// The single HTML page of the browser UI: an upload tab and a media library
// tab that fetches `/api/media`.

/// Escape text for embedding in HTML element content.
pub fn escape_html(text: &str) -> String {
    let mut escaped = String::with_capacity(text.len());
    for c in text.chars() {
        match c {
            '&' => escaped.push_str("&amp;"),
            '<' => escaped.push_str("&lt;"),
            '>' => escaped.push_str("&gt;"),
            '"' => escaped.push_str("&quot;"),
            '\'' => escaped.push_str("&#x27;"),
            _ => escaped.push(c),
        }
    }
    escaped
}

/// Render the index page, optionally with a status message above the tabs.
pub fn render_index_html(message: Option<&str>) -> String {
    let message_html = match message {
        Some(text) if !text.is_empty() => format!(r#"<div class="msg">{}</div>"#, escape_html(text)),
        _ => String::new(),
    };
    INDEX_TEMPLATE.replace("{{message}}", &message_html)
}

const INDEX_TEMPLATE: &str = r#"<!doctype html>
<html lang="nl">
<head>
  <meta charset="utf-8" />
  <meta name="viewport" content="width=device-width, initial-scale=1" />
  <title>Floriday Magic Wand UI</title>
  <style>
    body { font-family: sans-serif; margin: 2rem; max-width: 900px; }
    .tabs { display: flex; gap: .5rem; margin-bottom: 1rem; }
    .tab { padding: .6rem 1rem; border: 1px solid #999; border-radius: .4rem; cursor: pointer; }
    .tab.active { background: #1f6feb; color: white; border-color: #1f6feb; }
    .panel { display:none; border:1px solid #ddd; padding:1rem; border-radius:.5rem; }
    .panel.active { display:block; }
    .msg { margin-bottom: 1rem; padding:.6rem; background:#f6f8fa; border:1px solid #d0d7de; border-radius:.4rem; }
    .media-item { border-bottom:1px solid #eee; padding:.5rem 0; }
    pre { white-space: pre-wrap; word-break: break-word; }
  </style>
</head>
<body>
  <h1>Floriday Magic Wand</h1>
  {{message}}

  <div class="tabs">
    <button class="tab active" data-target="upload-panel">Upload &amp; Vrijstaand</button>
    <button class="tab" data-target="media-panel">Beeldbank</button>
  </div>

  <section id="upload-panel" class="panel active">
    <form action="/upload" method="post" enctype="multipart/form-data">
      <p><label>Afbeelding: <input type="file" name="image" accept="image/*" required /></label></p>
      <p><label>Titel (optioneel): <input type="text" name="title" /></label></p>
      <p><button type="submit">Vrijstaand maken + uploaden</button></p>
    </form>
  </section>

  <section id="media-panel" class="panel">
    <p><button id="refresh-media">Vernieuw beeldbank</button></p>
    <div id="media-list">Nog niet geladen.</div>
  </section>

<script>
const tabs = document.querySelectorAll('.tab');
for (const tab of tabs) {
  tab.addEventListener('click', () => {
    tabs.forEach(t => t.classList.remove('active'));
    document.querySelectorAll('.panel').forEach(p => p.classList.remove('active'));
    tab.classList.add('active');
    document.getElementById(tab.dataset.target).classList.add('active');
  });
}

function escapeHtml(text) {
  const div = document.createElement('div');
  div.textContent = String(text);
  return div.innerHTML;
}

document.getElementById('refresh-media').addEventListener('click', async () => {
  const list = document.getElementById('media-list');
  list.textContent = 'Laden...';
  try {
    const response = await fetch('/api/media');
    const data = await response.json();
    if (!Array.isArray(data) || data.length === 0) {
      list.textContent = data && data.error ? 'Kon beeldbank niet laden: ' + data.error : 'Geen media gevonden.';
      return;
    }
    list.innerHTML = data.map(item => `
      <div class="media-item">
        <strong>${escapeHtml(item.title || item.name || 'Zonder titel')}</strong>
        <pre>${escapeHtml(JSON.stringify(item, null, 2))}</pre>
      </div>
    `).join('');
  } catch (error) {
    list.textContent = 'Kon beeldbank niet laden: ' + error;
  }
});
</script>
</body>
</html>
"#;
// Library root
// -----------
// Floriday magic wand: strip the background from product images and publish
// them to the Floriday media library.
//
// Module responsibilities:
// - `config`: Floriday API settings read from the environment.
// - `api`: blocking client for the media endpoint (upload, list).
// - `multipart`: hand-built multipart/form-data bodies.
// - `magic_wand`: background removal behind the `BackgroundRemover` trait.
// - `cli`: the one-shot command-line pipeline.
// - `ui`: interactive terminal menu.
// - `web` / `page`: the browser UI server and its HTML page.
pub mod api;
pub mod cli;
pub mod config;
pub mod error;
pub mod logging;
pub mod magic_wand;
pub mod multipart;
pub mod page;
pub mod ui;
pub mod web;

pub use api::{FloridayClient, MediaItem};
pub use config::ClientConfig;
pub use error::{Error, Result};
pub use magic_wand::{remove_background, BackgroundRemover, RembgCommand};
-*-
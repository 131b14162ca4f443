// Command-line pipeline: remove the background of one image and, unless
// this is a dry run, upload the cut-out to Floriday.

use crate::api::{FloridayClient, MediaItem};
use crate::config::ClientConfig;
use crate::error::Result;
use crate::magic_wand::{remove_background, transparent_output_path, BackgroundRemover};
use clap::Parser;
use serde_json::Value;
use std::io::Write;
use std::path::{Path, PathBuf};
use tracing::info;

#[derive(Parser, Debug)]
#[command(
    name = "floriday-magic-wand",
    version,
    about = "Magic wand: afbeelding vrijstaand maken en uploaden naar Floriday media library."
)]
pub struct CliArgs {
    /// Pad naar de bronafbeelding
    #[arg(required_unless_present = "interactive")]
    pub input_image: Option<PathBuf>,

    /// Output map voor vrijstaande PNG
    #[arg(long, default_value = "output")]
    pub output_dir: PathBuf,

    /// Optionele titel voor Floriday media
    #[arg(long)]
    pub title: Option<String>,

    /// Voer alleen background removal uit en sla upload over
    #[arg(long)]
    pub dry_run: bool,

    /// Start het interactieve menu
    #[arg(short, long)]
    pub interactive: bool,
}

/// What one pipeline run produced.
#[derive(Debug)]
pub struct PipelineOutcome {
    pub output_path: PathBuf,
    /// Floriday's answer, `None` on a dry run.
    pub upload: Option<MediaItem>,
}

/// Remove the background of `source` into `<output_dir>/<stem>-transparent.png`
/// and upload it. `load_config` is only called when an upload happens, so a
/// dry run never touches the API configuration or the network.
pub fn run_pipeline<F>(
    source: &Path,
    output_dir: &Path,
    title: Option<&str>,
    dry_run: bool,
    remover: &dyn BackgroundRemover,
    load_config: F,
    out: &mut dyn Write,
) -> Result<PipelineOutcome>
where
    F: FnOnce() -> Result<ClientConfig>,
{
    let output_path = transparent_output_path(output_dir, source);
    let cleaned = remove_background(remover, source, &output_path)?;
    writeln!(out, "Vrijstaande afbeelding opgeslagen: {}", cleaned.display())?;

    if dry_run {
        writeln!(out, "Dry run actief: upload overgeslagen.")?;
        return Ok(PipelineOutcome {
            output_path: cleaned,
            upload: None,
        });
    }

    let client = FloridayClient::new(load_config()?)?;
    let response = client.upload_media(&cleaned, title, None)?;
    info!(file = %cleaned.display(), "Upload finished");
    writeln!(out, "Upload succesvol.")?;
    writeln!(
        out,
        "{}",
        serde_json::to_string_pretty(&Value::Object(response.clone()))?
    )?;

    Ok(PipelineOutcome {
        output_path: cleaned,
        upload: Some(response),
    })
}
-*-
▶ Task requirements:
Precisely the lines between those holding "a media library" and "let message_html = match", inclusive, are to be reproduced from the listing above, with nothing added.

▶ Response below:
// The single HTML page of the browser UI: an upload tab and a media library
// tab that fetches `/api/media`.

/// Escape text for embedding in HTML element content.
pub fn escape_html(text: &str) -> String {
    let mut escaped = String::with_capacity(text.len());
    for c in text.chars() {
        match c {
            '&' => escaped.push_str("&amp;"),
            '<' => escaped.push_str("&lt;"),
            '>' => escaped.push_str("&gt;"),
            '"' => escaped.push_str("&quot;"),
            '\'' => escaped.push_str("&#x27;"),
            _ => escaped.push(c),
        }
    }
    escaped
}

/// Render the index page, optionally with a status message above the tabs.
pub fn render_index_html(message: Option<&str>) -> String {
    let message_html = match message {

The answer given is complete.